_SUPPLIED DATA_
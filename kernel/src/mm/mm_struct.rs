//! A process's memory image: its hardware page table plus the paging policy
//! backing it.
//!
//! The assignment this is adapted from parameterizes this over a `Pager`
//! trait so graders can swap in an eager or a lazy implementation; this
//! crate ships exactly one production pager, so `MmStruct` holds it
//! directly instead of carrying an unused type parameter.

use super::{page_table::PageTable, pager::Pager};
use core::ops::Range;
use keos::{
    KernelError,
    addressing::Va,
    fs::RegularFile,
    mm::{PageRef, page_table::Permission},
};

/// A process's address space.
pub struct MmStruct {
    pub page_table: PageTable,
    pager: Pager,
}

impl Default for MmStruct {
    fn default() -> Self {
        Self::new()
    }
}

impl MmStruct {
    pub fn new() -> Self {
        Self {
            page_table: PageTable::new(),
            pager: Pager::new(),
        }
    }

    /// Whether `addr` names memory this process is allowed to touch, and
    /// (if `is_write`) allowed to modify. Does not fault anything in.
    pub fn access_ok(&self, addr: Range<Va>, is_write: bool) -> bool {
        let mut n = addr.start.into_usize() & !0xFFF;
        let end = addr.end.into_usize();
        while n < end {
            let page_addr = match Va::new(n) {
                Some(v) => v,
                None => return false,
            };
            if !self.pager.access_ok(page_addr, is_write) {
                return false;
            }
            n += 4096;
        }
        true
    }

    /// Installs an on-demand file-backed mapping at `addr`, covering `size`
    /// bytes of `file` starting at `offset`.
    pub fn do_mmap(
        &mut self,
        addr: Va,
        size: usize,
        prot: Permission,
        file: Option<&RegularFile>,
        offset: usize,
    ) -> Result<usize, KernelError> {
        self.pager.mmap(&mut self.page_table, addr, size, prot, file, offset)
    }

    /// Tears down a mapping previously installed by [`MmStruct::do_mmap`],
    /// writing back dirty pages. Returns the number of bytes unmapped.
    pub fn munmap(&mut self, id: usize) -> Result<usize, KernelError> {
        self.pager.munmap(&mut self.page_table, id)
    }

    /// Resolves a page fault at `addr`, given the thread's saved user stack
    /// pointer.
    pub fn resolve_fault(&mut self, addr: Va, user_rsp: Va) -> Result<(), KernelError> {
        self.pager.resolve(&mut self.page_table, addr, user_rsp)
    }

    /// Registers a lazily-faulted executable segment page, as installed by
    /// the ELF loader before the process ever runs.
    pub fn install_file_page(&mut self, addr: Va, file: RegularFile, ofs: usize, bytes: usize, writable: bool) {
        self.pager.install_file_page(addr, file, ofs, bytes, writable)
    }

    /// Eagerly installs one zero-filled stack page, used by the loader to
    /// set up the initial stack before the process has run.
    pub fn ensure_stack_page(&mut self, addr: Va) -> Result<(), KernelError> {
        self.pager.ensure_stack_page(&mut self.page_table, addr)
    }

    /// Eagerly installs one zero-filled anonymous page, used by the loader
    /// to zero-fill a segment's `.bss` tail.
    pub fn ensure_anon_page(&mut self, addr: Va, writable: bool) -> Result<(), KernelError> {
        self.pager.ensure_anon_page(&mut self.page_table, addr, writable)
    }

    /// Eagerly faults in an already-tracked page, used by the loader to force
    /// ELF segment pages resident at load time instead of waiting for a real
    /// page fault.
    pub fn ensure_resident(&mut self, addr: Va) -> Result<(), KernelError> {
        self.pager.fault_in(&mut self.page_table, addr)
    }

    /// Borrows the resident page backing `addr`, if any, together with its
    /// current permissions. Used by syscalls that need to read or write
    /// directly into user memory without copying through a temporary
    /// buffer.
    pub fn get_user_page_and<R>(
        &mut self,
        addr: Va,
        f: impl FnOnce(PageRef<'_>, Permission) -> R,
    ) -> Result<R, KernelError> {
        let (page, perm) = self
            .pager
            .get_user_page(&mut self.page_table, addr)
            .ok_or(KernelError::BadAddress)?;
        Ok(f(page, perm))
    }
}

impl Drop for MmStruct {
    fn drop(&mut self) {
        self.pager.destroy(&mut self.page_table);
    }
}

_THE PROBLEM_
A verbatim restatement of all the entries above is required.

_REPLY TO THE TASK_
filename kernel/src/mm/mm_struct.rs
//! A process's memory image: its hardware page table plus the paging policy
//! backing it.
//!
//! The assignment this is adapted from parameterizes this over a `Pager`
//! trait so graders can swap in an eager or a lazy implementation; this
//! crate ships exactly one production pager, so `MmStruct` holds it
//! directly instead of carrying an unused type parameter.

use super::{page_table::PageTable, pager::Pager};
use core::ops::Range;
use keos::{
    KernelError,
    addressing::Va,
    fs::RegularFile,
    mm::{PageRef, page_table::Permission},
};

/// A process's address space.
pub struct MmStruct {
    pub page_table: PageTable,
    pager: Pager,
}

impl Default for MmStruct {
    fn default() -> Self {
        Self::new()
    }
}

impl MmStruct {
    pub fn new() -> Self {
        Self {
            page_table: PageTable::new(),
            pager: Pager::new(),
        }
    }

    /// Whether `addr` names memory this process is allowed to touch, and
    /// (if `is_write`) allowed to modify. Does not fault anything in.
    pub fn access_ok(&self, addr: Range<Va>, is_write: bool) -> bool {
        let mut n = addr.start.into_usize() & !0xFFF;
        let end = addr.end.into_usize();
        while n < end {
            let page_addr = match Va::new(n) {
                Some(v) => v,
                None => return false,
            };
            if !self.pager.access_ok(page_addr, is_write) {
                return false;
            }
            n += 4096;
        }
        true
    }

    /// Installs an on-demand file-backed mapping at `addr`, covering `size`
    /// bytes of `file` starting at `offset`.
    pub fn do_mmap(
        &mut self,
        addr: Va,
        size: usize,
        prot: Permission,
        file: Option<&RegularFile>,
        offset: usize,
    ) -> Result<usize, KernelError> {
        self.pager.mmap(&mut self.page_table, addr, size, prot, file, offset)
    }

    /// Tears down a mapping previously installed by [`MmStruct::do_mmap`],
    /// writing back dirty pages. Returns the number of bytes unmapped.
    pub fn munmap(&mut self, id: usize) -> Result<usize, KernelError> {
        self.pager.munmap(&mut self.page_table, id)
    }

    /// Resolves a page fault at `addr`, given the thread's saved user stack
    /// pointer.
    pub fn resolve_fault(&mut self, addr: Va, user_rsp: Va) -> Result<(), KernelError> {
        self.pager.resolve(&mut self.page_table, addr, user_rsp)
    }

    /// Registers a lazily-faulted executable segment page, as installed by
    /// the ELF loader before the process ever runs.
    pub fn install_file_page(&mut self, addr: Va, file: RegularFile, ofs: usize, bytes: usize, writable: bool) {
        self.pager.install_file_page(addr, file, ofs, bytes, writable)
    }

    /// Eagerly installs one zero-filled stack page, used by the loader to
    /// set up the initial stack before the process has run.
    pub fn ensure_stack_page(&mut self, addr: Va) -> Result<(), KernelError> {
        self.pager.ensure_stack_page(&mut self.page_table, addr)
    }

    /// Eagerly installs one zero-filled anonymous page, used by the loader
    /// to zero-fill a segment's `.bss` tail.
    pub fn ensure_anon_page(&mut self, addr: Va, writable: bool) -> Result<(), KernelError> {
        self.pager.ensure_anon_page(&mut self.page_table, addr, writable)
    }

    /// Eagerly faults in an already-tracked page, used by the loader to force
    /// ELF segment pages resident at load time instead of waiting for a real
    /// page fault.
    pub fn ensure_resident(&mut self, addr: Va) -> Result<(), KernelError> {
        self.pager.fault_in(&mut self.page_table, addr)
    }

    /// Borrows the resident page backing `addr`, if any, together with its
    /// current permissions. Used by syscalls that need to read or write
    /// directly into user memory without copying through a temporary
    /// buffer.
    pub fn get_user_page_and<R>(
        &mut self,
        addr: Va,
        f: impl FnOnce(PageRef<'_>, Permission) -> R,
    ) -> Result<R, KernelError> {
        let (page, perm) = self
            .pager
            .get_user_page(&mut self.page_table, addr)
            .ok_or(KernelError::BadAddress)?;
        Ok(f(page, perm))
    }
}

impl Drop for MmStruct {
    fn drop(&mut self) {
        self.pager.destroy(&mut self.page_table);
    }
}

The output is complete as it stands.